Waiting for “Superman” follows the fortunes of five children hoping to escape their failing neighbourhood schools for a place at a better-performing charter school. Government-funded but in most cases operating outside union control, charter schools are frequently arenas for experimentation. The good ones are also massively oversubscribed, and the few available spots are allocated by lottery.
In a scene used in the movie trailer, an antiquated lottery machine randomly dispenses numbered balls while a hall full of tearful children wait to hear if their number is called. Which children will be given an opportunity to forge ahead with a decent education, and which left to fall behind, determined by the chance drop of a ball.
Alongside the drama of the childrens’ stories is an analysis of the problem. That schools are failing here is uncontested: as many children will drop out of high school as will graduate, while among 30 developed countries, the US ranks 25th in maths and 21st in science. “Either the kids are getting stupider every year or something is wrong with the education system,” says Geoffrey Canada, educational reformer, CEO of the Harlem Children’s Zone in New York and one of the film’s heroes.
But the cause of the problem and what should be done about it are far more controversial. Guggenheim’s support for teacher evaluation judged against student achievement and for the removal of failing teachers, his depiction of practices like New York’s (since dispanded) rubber rooms – where those awaiting disciplinary action sit around doing the crossword on full pay – and his portrayal of the unions as putting members’ job security above the interest of the children has found him crossing swords with the American Federation of Teachers (AFT).

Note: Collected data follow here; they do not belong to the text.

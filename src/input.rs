//! Held-key table
//!
//! The platform layer records key presses/releases by key code; the
//! simulation only asks whether a logical key is currently held.

/// Size of the key table (covers every GLFW key code)
pub const KEY_COUNT: usize = 1024;

/// Logical keys the game reacts to
#[derive(Debug, Clone, Copy, PartialEq, Eq)]
pub enum Key {
    Left,
    Right,
    /// Releases the ball from the paddle
    Launch,
}

impl Key {
    /// Key code in the table (GLFW numbering)
    pub const fn code(self) -> usize {
        match self {
            Key::Left => 263,
            Key::Right => 262,
            Key::Launch => 32,
        }
    }
}

/// Boolean table of currently held keys, indexed by key code
#[derive(Clone)]
pub struct Keys {
    held: [bool; KEY_COUNT],
}

impl Default for Keys {
    fn default() -> Self {
        Self {
            held: [false; KEY_COUNT],
        }
    }
}

impl std::fmt::Debug for Keys {
    fn fmt(&self, f: &mut std::fmt::Formatter<'_>) -> std::fmt::Result {
        let held: Vec<usize> = (0..KEY_COUNT).filter(|&code| self.held[code]).collect();
        f.debug_struct("Keys").field("held", &held).finish()
    }
}

impl Keys {
    pub fn new() -> Self {
        Self::default()
    }

    /// Record a key event. Codes outside the table are ignored.
    pub fn set(&mut self, code: usize, pressed: bool) {
        match self.held.get_mut(code) {
            Some(slot) => *slot = pressed,
            None => log::warn!("Ignoring out-of-range key code {}", code),
        }
    }

    pub fn press(&mut self, key: Key) {
        self.set(key.code(), true);
    }

    pub fn release(&mut self, key: Key) {
        self.set(key.code(), false);
    }

    pub fn is_code_held(&self, code: usize) -> bool {
        self.held.get(code).copied().unwrap_or(false)
    }

    pub fn is_held(&self, key: Key) -> bool {
        self.is_code_held(key.code())
    }

    pub fn release_all(&mut self) {
        self.held = [false; KEY_COUNT];
    }
}
//! Sprite rendering interface
//!
//! The game issues one `draw_sprite` per visible entity. GPU devices,
//! pipelines and shaders live behind implementations of [`Renderer`].

pub mod sprite;

pub use sprite::{SpriteBatch, SpriteInstance};

use glam::{Vec2, Vec3};

use crate::resources::TextureHandle;

/// Something that can draw textured quads
pub trait Renderer {
    /// Draw `texture` stretched over the box at `position` (top-left) with
    /// `size`, rotated by `rotation` degrees around its center and tinted by `color`
    fn draw_sprite(&mut self, texture: TextureHandle, position: Vec2, size: Vec2, rotation: f32, color: Vec3);
}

Prepared for an onslaught of criticism, the AFT’s president, Randi Weingarten, has taken pre-emptive action. In a note sent to the media, she dismissed Guggenheim’s simple truth as simplification. The film is “inaccurate, inconsistent and incomplete” she wrote. “When certain facts don’t advance his story line, he makes them disappear.” Most charter schools perform no better than regular public schools, she argues, and those held up as shining examples, like the schools in the Harlem Children’s Zone, have been bolstered by additional private funding.
Weingarten has a difficult role in this confrontation. As the head of the union, she must talk tough in defence of her members. And yet, a participant in the film, she is reported to have cried on watching it. By all accounts she knows that change is on the way and is quietly doing her part to usher it in.
Commitment to education reform comes from on high. President Obama’s $4.35 billion Race to the Top initiative has refined the tests of student achievement in Bush’s No Child Left Behind, and set out to strengthen teacher accountability. The media has also pitched in. A few weeks ago the Los Angeles Times published a ranked database of 6,000 local teachers based on its own analysis of their performance.
Some fear, however, that the charged emotional tone of Waiting for “Superman” could cloud debate rather than deepen it. Americans may finally be taking their crisis in education seriously, but will Guggenheim’s film take them any closer to knowing how to solve it?